* **YOUR GOAL**
Below are lines of data; restate word for word those running from the line containing "async fn fetch(&self, url: &Url)" to the line containing "Some(Ok(body)) => Ok(Document", inclusive, and no others.

* **INPUT FOR THIS TASK**

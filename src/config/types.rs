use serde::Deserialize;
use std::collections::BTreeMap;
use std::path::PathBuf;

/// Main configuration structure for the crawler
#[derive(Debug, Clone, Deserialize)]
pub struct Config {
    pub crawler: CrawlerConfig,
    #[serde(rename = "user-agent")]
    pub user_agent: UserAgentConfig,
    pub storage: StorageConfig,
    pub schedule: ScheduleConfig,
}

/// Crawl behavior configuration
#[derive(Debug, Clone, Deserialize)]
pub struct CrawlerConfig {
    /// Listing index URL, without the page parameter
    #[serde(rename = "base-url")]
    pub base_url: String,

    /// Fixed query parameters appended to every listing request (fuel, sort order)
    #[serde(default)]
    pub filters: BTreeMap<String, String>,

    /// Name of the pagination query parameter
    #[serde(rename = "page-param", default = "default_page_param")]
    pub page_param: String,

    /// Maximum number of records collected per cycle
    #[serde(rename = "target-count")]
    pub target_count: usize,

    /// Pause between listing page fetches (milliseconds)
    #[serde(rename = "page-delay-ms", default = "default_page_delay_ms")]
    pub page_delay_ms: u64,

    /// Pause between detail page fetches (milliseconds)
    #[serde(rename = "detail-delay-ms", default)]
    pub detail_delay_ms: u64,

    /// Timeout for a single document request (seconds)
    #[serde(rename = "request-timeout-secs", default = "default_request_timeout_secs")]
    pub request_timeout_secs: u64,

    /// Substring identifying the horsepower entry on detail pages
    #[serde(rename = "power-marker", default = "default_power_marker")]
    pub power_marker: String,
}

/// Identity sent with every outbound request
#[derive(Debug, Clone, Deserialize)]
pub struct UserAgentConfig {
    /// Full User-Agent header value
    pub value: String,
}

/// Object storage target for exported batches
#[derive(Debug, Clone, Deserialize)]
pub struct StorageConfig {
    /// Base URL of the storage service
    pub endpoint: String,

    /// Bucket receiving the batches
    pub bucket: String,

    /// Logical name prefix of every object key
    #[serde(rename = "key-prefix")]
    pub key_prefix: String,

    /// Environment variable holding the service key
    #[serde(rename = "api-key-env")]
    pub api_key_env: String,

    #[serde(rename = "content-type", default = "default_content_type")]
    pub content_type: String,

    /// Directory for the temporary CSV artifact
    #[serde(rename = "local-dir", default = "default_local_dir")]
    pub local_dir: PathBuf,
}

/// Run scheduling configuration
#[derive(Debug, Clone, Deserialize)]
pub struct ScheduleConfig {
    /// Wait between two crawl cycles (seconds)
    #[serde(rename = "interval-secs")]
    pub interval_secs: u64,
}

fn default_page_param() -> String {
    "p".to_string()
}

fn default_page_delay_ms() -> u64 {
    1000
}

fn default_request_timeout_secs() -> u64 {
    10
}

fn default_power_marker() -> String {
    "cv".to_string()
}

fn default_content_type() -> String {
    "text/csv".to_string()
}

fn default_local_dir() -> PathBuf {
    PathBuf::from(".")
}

==

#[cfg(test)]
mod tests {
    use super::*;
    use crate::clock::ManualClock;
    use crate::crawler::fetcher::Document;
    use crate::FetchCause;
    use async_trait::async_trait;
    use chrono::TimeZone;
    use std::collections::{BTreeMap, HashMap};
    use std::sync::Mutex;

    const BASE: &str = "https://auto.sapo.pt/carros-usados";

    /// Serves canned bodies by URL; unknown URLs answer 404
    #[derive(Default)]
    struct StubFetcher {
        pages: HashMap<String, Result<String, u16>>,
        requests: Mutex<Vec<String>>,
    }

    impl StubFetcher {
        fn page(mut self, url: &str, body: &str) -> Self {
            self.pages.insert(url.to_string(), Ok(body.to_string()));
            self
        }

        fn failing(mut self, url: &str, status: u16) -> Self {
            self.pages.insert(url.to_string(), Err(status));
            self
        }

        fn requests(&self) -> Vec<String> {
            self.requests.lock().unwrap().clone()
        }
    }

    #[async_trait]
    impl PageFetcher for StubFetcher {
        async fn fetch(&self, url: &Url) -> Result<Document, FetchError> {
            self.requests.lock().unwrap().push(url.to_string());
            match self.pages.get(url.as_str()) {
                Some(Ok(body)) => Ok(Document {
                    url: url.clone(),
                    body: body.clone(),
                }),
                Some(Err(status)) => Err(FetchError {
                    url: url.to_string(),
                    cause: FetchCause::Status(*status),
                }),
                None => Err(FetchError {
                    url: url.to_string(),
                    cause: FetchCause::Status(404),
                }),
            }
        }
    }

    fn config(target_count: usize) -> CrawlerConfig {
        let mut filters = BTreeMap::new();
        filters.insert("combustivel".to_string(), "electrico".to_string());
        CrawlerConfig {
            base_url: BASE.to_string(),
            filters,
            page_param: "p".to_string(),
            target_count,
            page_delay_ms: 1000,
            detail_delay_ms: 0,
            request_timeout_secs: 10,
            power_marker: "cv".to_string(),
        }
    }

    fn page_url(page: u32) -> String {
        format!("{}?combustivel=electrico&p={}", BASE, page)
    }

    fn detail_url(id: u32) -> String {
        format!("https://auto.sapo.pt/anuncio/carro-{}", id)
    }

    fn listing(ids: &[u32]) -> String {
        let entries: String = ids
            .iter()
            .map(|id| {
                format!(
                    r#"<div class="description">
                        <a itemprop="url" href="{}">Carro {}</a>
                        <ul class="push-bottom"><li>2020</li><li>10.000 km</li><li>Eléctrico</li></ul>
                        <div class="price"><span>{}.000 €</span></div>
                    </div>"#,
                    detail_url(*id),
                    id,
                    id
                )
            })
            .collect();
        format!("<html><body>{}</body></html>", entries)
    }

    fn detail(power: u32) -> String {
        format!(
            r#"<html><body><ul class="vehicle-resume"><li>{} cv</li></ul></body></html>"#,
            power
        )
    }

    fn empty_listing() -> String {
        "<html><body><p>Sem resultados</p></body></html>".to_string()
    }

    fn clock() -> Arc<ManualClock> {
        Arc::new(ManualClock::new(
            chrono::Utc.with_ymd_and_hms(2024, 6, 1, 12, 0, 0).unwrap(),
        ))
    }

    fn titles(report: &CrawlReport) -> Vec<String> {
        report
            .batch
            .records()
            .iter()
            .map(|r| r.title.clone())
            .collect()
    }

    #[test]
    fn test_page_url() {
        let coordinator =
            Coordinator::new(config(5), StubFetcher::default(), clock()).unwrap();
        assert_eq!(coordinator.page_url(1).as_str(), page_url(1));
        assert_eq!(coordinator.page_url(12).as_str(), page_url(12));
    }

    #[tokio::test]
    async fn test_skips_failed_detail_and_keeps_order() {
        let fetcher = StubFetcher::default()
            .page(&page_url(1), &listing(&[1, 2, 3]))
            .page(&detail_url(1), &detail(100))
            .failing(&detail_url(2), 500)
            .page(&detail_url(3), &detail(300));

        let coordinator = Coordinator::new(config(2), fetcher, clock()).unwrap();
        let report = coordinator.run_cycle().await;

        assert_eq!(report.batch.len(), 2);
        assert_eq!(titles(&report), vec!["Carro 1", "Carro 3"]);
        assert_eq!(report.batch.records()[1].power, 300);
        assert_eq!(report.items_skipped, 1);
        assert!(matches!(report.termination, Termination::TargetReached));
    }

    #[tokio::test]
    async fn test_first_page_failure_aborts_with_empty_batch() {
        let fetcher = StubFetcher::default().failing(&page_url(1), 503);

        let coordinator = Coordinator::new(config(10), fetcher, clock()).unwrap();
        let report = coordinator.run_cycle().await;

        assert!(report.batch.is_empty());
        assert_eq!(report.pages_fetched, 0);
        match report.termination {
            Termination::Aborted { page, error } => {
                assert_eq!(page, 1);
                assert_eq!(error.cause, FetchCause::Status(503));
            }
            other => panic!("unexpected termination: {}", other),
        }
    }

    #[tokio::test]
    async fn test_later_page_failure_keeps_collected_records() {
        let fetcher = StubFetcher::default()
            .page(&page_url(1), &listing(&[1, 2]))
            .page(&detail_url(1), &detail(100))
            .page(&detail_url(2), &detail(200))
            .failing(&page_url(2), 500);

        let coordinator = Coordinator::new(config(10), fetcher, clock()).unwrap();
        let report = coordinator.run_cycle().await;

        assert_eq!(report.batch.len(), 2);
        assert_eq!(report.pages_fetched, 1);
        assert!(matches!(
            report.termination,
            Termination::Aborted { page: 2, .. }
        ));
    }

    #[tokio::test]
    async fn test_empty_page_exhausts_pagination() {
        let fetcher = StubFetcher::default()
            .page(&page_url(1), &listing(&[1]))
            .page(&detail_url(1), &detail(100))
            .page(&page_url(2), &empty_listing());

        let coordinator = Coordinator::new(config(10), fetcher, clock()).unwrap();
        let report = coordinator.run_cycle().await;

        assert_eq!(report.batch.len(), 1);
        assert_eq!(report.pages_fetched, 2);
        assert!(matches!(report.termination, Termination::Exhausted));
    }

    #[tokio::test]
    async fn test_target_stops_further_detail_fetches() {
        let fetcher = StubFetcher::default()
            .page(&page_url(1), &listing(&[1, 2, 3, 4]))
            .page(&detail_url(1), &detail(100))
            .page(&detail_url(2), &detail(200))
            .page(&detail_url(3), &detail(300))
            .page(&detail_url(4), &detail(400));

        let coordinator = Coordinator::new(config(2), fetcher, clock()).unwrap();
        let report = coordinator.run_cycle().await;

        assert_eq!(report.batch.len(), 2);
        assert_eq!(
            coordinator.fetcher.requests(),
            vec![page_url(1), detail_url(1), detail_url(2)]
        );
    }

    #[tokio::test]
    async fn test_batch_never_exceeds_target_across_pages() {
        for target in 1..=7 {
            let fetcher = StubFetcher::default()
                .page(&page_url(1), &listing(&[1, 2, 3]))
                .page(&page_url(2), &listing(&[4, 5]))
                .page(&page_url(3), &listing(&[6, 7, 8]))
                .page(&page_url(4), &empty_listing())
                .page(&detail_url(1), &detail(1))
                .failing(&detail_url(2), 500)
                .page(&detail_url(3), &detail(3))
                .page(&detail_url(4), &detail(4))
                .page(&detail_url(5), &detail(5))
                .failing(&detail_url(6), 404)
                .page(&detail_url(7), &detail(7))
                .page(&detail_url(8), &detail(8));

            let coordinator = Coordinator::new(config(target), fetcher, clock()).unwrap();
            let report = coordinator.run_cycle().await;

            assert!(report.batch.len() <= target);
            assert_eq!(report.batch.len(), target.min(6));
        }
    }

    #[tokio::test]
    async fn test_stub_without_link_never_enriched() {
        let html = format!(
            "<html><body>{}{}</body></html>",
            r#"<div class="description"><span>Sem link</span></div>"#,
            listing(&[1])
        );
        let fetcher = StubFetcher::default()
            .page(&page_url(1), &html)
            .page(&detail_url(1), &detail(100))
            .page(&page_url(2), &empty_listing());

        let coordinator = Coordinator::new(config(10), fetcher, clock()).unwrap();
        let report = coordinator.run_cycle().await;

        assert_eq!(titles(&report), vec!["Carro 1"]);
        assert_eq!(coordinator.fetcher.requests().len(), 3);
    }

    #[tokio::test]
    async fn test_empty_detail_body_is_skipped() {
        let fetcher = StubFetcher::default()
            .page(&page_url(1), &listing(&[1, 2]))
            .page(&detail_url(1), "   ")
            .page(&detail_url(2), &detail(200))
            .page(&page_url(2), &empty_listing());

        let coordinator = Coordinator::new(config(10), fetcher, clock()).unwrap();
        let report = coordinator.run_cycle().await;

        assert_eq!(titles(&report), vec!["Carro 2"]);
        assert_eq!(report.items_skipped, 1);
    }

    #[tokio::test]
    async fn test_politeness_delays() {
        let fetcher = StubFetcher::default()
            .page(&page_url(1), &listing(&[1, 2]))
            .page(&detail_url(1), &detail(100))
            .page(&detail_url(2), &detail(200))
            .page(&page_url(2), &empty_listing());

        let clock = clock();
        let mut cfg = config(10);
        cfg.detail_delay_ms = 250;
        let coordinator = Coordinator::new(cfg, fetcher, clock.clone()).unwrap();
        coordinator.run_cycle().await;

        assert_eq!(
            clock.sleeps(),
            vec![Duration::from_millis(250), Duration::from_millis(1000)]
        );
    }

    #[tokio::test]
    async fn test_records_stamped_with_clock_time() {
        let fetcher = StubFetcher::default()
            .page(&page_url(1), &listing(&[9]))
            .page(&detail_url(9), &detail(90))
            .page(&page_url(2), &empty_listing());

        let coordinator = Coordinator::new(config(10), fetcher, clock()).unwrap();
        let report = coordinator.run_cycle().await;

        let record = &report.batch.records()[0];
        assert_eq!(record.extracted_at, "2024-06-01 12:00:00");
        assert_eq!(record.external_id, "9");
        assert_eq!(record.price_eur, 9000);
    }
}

* **WRITTEN RESPONSE**
        async fn fetch(&self, url: &Url) -> Result<Document, FetchError> {
            self.requests.lock().unwrap().push(url.to_string());
            match self.pages.get(url.as_str()) {
                Some(Ok(body)) => Ok(Document {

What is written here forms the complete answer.